Mit MPS Prozesse optimieren

Mit MPS Prozesse optimieren

4. September 2011 - Managed Print Services (MPS) umfassen mehr als nur die Konsolidierung der Druckerinfrastruktur. Vielmehr werden sämtliche Prozesse rund um das Thema Output optimiert.
von Andreas Duthel
Artikel erschienen in IT Magazine 2011/09
Die Kosten für Kopieren, Faxen und Drucken machen bis zu drei Prozent des Gesamtjahresumsatzes eines Unternehmens aus. Sehr häufig trifft man bei der Analyse dieser Kosten auf Strukturen, die über die Jahre gewachsen sind, ohne dabei ein bestimmtes Konzept oder eine Strategie zu verfolgen. Der so entstandene «Wildwuchs» führt dazu, dass sich die wenigsten Unternehmen im Klaren darüber sind, wieviel sie für den Druck ihrer Dokumente ausgeben und welche ihrer Druckausgabegeräte unter- oder überlastet sind. Laut einer aktuellen IDC-Studie wissen 70 Prozent der Unternehmen nicht, wie hoch ihre Outputkosten sind. Hinzu kommt, dass einer Umfrage von Ipsos zufolge eine von sechs Seiten direkt in den Papierkorb wandert, ohne je gelesen worden zu sein. Der unnötige Papierverbrauch verursacht nicht nur hohe Kosten, sondern schadet auch der Umwelt.
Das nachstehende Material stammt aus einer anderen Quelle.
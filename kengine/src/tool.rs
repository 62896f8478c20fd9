//! The contract every AI tool implements.

use kcommon::BoxFuture;
use kprovider::MediaKind;

use crate::{Invocation, LocalSpeechInvocation, OrchestrationFailure};

/// Where a tool goes when its primary attempt fails recoverably.
#[derive(Debug, Clone, Copy, PartialEq, Eq, Default)]
pub enum FallbackRoute {
    /// Rerun the whole pipeline on the secondary generation backend.
    #[default]
    Secondary,
    /// Play the result through the native speech capability.
    LocalSpeech,
    Disabled,
}

pub trait Tool: Send + Sync {
    type Output: Send;

    /// Stable name used in trace contexts and metrics labels.
    fn kind(&self) -> &'static str;

    /// Rejects input before any backend is contacted.
    fn validate_input(&self) -> Result<(), String> {
        Ok(())
    }

    fn fallback_route(&self) -> FallbackRoute {
        FallbackRoute::Secondary
    }

    /// Media the pipeline renders. A secondary backend that cannot produce it
    /// is never tried.
    fn required_media(&self) -> Option<MediaKind> {
        None
    }

    /// Runs the full pipeline on one backend. Every step goes through
    /// `invocation`, so a step failure ends the attempt.
    fn run<'a>(
        &'a self,
        invocation: &'a mut Invocation,
    ) -> BoxFuture<'a, Result<Self::Output, OrchestrationFailure>>;

    fn run_local<'a>(
        &'a self,
        _speech: &'a LocalSpeechInvocation,
    ) -> BoxFuture<'a, Result<Self::Output, OrchestrationFailure>> {
        let kind = self.kind();
        Box::pin(async move {
            Err(OrchestrationFailure::backend_rejected(format!(
                "{kind} has no local speech route"
            )))
        })
    }
}
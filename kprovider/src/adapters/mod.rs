#[cfg(feature = "backend-openai")]
pub mod openai;

#[cfg(feature = "backend-ollama")]
pub mod ollama;

#[cfg(feature = "system-speech")]
pub mod system_speech;
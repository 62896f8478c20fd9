mod date_time;
mod heatmap;
mod image_generation;
mod image_to_text;
mod infographic;
mod ingredients;
mod measuring;
mod medical;
mod neurodiversity;
mod problem_solver;
mod prompt_generator;
mod speech;
mod spreadsheet;
mod thumbnail;
mod translation;
mod troubleshoot;

pub use date_time::{
    DateInfo, DateTimeCheckerTool, DateTimeQuery, DateTimeReport, MONTH_NAMES, MatchingDates,
    QueryType, WEEKDAY_NAMES,
};
pub use heatmap::{
    AttentionArea, AttentionLevel, EngagementLevel, HeatmapRequest, ImageHeatmapReport,
    ImageHeatmapTool, SegmentEngagement, TextHeatmapReport, TextHeatmapTool,
};
pub use image_generation::{
    GeneratedImageReport, IMAGE_DISCLAIMER, ImagePlan, MEME_DISCLAIMER, MemeGeneratorTool,
    MemePlan, MemeRequest, TextToImageRequest, TextToImageTool,
};
pub use image_to_text::{
    AnalysisDepth, ImageToTextReport, ImageToTextRequest, ImageToTextTool, TextAnalysis,
    TextSegment,
};
pub use infographic::{
    ChartType, InfographicRequest, InfographicResponse, InfographicTool, Visualization,
};
pub use ingredients::{
    DietaryFlags, Ingredient, IngredientsCheckerTool, IngredientsReport, IngredientsRequest,
    OverallAssessment, OverallSafety, SafetyRating,
};
pub use measuring::{Measurement, MeasurementReport, MeasurementRequest, MeasuringTool, UnitSystem};
pub use medical::{
    MEDICAL_DISCLAIMER, MedicalAnalysis, MedicalReport, MedicalScanRequest, MedicalScanTool,
    NextSteps,
};
pub use neurodiversity::{
    AssessmentConfidence, NEURODIVERSITY_DISCLAIMER, NeurodiversityCheckerTool,
    NeurodiversityReport, NeurodiversityRequest,
};
pub use problem_solver::{
    Difficulty, ProblemRequest, ProblemSolution, ProblemSolverTool, SolutionStep,
};
pub use prompt_generator::{GeneratedPrompt, PromptGeneratorRequest, PromptGeneratorTool};
pub use speech::{MAX_SPEECH_CHARS, SpeechOutput, SpeechRequest, TextToSpeechTool};
pub use spreadsheet::{
    OperationType, Spreadsheet, SpreadsheetOperation, SpreadsheetPlan, SpreadsheetRequest,
    SpreadsheetTool,
};
pub use thumbnail::{
    ConsistencyReport, ImageSummary, ThumbnailAnalysis, ThumbnailCheckRequest, ThumbnailCheckTool,
    TitleSummary,
};
pub use translation::{TranslationInput, TranslationReport, TranslationRequest, TranslationTool};
pub use troubleshoot::{
    ApplianceReport, ApplianceTroubleshooterTool, Severity, TroubleshootRequest, VehicleReport,
    VehicleTroubleshooterTool,
};
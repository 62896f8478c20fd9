//! Builder-style configuration for assembling a runtime.
//!
//! ```rust
//! use std::time::Duration;
//!
//! use klutz::{BackendConfig, BackendId, RuntimeConfig, SpeechConfig};
//!
//! let config = RuntimeConfig::new(BackendConfig::new(BackendId::OpenAi).with_api_key("sk-test"))
//!     .with_secondary(BackendConfig::new(BackendId::Ollama).with_model("llama3.2"))
//!     .with_speech(SpeechConfig::default())
//!     .with_timeout(Duration::from_secs(30));
//!
//! assert_eq!(config.secondary.as_ref().map(|backend| backend.backend), Some(BackendId::Ollama));
//! assert_eq!(config.timeout, Duration::from_secs(30));
//! ```

use std::time::Duration;

use kprovider::BackendId;

pub const DEFAULT_TIMEOUT: Duration = Duration::from_secs(90);

/// One generation backend.
#[derive(Clone, PartialEq, Eq)]
pub struct BackendConfig {
    pub backend: BackendId,
    pub api_key: Option<String>,
    pub base_url: Option<String>,
    /// Model used when a request does not name one.
    pub model: Option<String>,
}

impl BackendConfig {
    pub fn new(backend: BackendId) -> Self {
        Self {
            backend,
            api_key: None,
            base_url: None,
            model: None,
        }
    }

    pub fn with_api_key(mut self, api_key: impl Into<String>) -> Self {
        self.api_key = Some(api_key.into());
        self
    }

    pub fn with_base_url(mut self, base_url: impl Into<String>) -> Self {
        self.base_url = Some(base_url.into());
        self
    }

    pub fn with_model(mut self, model: impl Into<String>) -> Self {
        self.model = Some(model.into());
        self
    }
}

impl std::fmt::Debug for BackendConfig {
    fn fmt(&self, f: &mut std::fmt::Formatter<'_>) -> std::fmt::Result {
        f.debug_struct("BackendConfig")
            .field("backend", &self.backend)
            .field("api_key", &self.api_key.as_ref().map(|_| "<redacted>"))
            .field("base_url", &self.base_url)
            .field("model", &self.model)
            .finish()
    }
}

/// Local speech program used when speech synthesis fails.
#[derive(Debug, Clone, PartialEq, Eq)]
pub struct SpeechConfig {
    pub program: String,
    pub args: Vec<String>,
}

impl Default for SpeechConfig {
    fn default() -> Self {
        Self {
            program: "espeak".to_string(),
            args: Vec::new(),
        }
    }
}

impl SpeechConfig {
    pub fn new(program: impl Into<String>) -> Self {
        Self {
            program: program.into(),
            args: Vec::new(),
        }
    }

    pub fn with_args<I, S>(mut self, args: I) -> Self
    where
        I: IntoIterator<Item = S>,
        S: Into<String>,
    {
        self.args = args.into_iter().map(Into::into).collect();
        self
    }
}

#[derive(Debug, Clone, PartialEq, Eq)]
pub struct RuntimeConfig {
    pub primary: BackendConfig,
    pub secondary: Option<BackendConfig>,
    pub speech: Option<SpeechConfig>,
    /// Applied to the primary backend when its own `model` is unset.
    pub default_model: Option<String>,
    /// HTTP client timeout. The engine itself enforces none.
    pub timeout: Duration,
}

impl RuntimeConfig {
    pub fn new(primary: BackendConfig) -> Self {
        Self {
            primary,
            secondary: None,
            speech: None,
            default_model: None,
            timeout: DEFAULT_TIMEOUT,
        }
    }

    pub fn with_secondary(mut self, secondary: BackendConfig) -> Self {
        self.secondary = Some(secondary);
        self
    }

    pub fn with_speech(mut self, speech: SpeechConfig) -> Self {
        self.speech = Some(speech);
        self
    }

    pub fn with_default_model(mut self, model: impl Into<String>) -> Self {
        self.default_model = Some(model.into());
        self
    }

    pub fn with_timeout(mut self, timeout: Duration) -> Self {
        self.timeout = timeout;
        self
    }

    pub(crate) fn primary_model(&self) -> Option<&str> {
        self.primary
            .model
            .as_deref()
            .or(self.default_model.as_deref())
            .map(str::trim)
            .filter(|model| !model.is_empty())
    }
}
//! Metrics-based observability hooks for orchestration calls.
//!
//! ```rust
//! use kengine::OrchestrationHooks;
//! use kobserve::MetricsObservabilityHooks;
//!
//! fn accepts_hooks(_hooks: &dyn OrchestrationHooks) {}
//!
//! let hooks = MetricsObservabilityHooks;
//! accepts_hooks(&hooks);
//! ```

use std::time::Duration;

use kengine::{CallContext, CallOperation, OrchestrationFailure, OrchestrationHooks, OutcomeKind};
use kprovider::BackendId;

#[derive(Debug, Clone, Copy, Default)]
pub struct MetricsObservabilityHooks;

impl OrchestrationHooks for MetricsObservabilityHooks {
    fn on_sign_in(&self, context: &CallContext, succeeded: bool) {
        metrics::counter!(
            "klutz_sign_in_total",
            "tool" => context.tool,
            "succeeded" => succeeded.to_string()
        )
        .increment(1);
    }

    fn on_call_start(
        &self,
        context: &CallContext,
        backend: BackendId,
        operation: CallOperation,
        _step: &str,
    ) {
        metrics::counter!(
            "klutz_backend_call_start_total",
            "tool" => context.tool,
            "backend" => backend.to_string(),
            "operation" => operation.as_str()
        )
        .increment(1);
    }

    fn on_call_success(
        &self,
        context: &CallContext,
        backend: BackendId,
        operation: CallOperation,
        _step: &str,
        elapsed: Duration,
    ) {
        metrics::counter!(
            "klutz_backend_call_success_total",
            "tool" => context.tool,
            "backend" => backend.to_string(),
            "operation" => operation.as_str()
        )
        .increment(1);
        metrics::histogram!(
            "klutz_backend_call_duration_seconds",
            "backend" => backend.to_string(),
            "operation" => operation.as_str(),
            "status" => "success"
        )
        .record(elapsed.as_secs_f64());
    }

    fn on_call_failure(
        &self,
        context: &CallContext,
        backend: BackendId,
        operation: CallOperation,
        _step: &str,
        failure: &OrchestrationFailure,
        elapsed: Duration,
    ) {
        metrics::counter!(
            "klutz_backend_call_failure_total",
            "tool" => context.tool,
            "backend" => backend.to_string(),
            "operation" => operation.as_str(),
            "error_kind" => failure.kind.as_str()
        )
        .increment(1);
        metrics::histogram!(
            "klutz_backend_call_duration_seconds",
            "backend" => backend.to_string(),
            "operation" => operation.as_str(),
            "status" => "failure"
        )
        .record(elapsed.as_secs_f64());
    }

    fn on_fallback(
        &self,
        context: &CallContext,
        from: BackendId,
        to: BackendId,
        failure: &OrchestrationFailure,
    ) {
        metrics::counter!(
            "klutz_fallback_total",
            "tool" => context.tool,
            "from" => from.to_string(),
            "to" => to.to_string(),
            "error_kind" => failure.kind.as_str()
        )
        .increment(1);
    }

    fn on_outcome(
        &self,
        context: &CallContext,
        outcome: OutcomeKind,
        failure: Option<&OrchestrationFailure>,
        elapsed: Duration,
    ) {
        let error_kind = failure.map_or("none", |failure| failure.kind.as_str());
        metrics::counter!(
            "klutz_outcome_total",
            "tool" => context.tool,
            "outcome" => outcome.as_str(),
            "error_kind" => error_kind
        )
        .increment(1);
        metrics::histogram!(
            "klutz_orchestration_duration_seconds",
            "tool" => context.tool,
            "outcome" => outcome.as_str()
        )
        .record(elapsed.as_secs_f64());
    }
}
Output-Geräte sinnvoll verteilen

Ein wichtiges Ziel von MPS ist es daher, die richtige Menge der geeigneten Outputgeräte an der passenden Stelle zu plazieren. So werden die Geräte optimal eingesetzt und ausgelastet, was die Outputkosten erheblich verringert. Greifen beispielsweise mehrere Mitarbeiter auf ein Gerät zu, verringern sich die Anzahl der Geräte und damit auch die Anschaffungs-, Wartungs-, Reparatur- und Energiekosten. Gleichzeitig kann ein leistungsfähiges Gerät mit niedrigeren Seitenkosten eingesetzt werden. Das Gerät muss aber den jeweiligen Anforderungen gerecht werden. Der Einsatz eines A3-Kopierers ist beispielsweise nur dann sinnvoll, wenn auch zahlreiche Dokumente im A3-Format kopiert werden. Tatsächlich werden in den meisten Firmen weniger als drei Prozent aller Seiten im Format DIN A3 benötigt.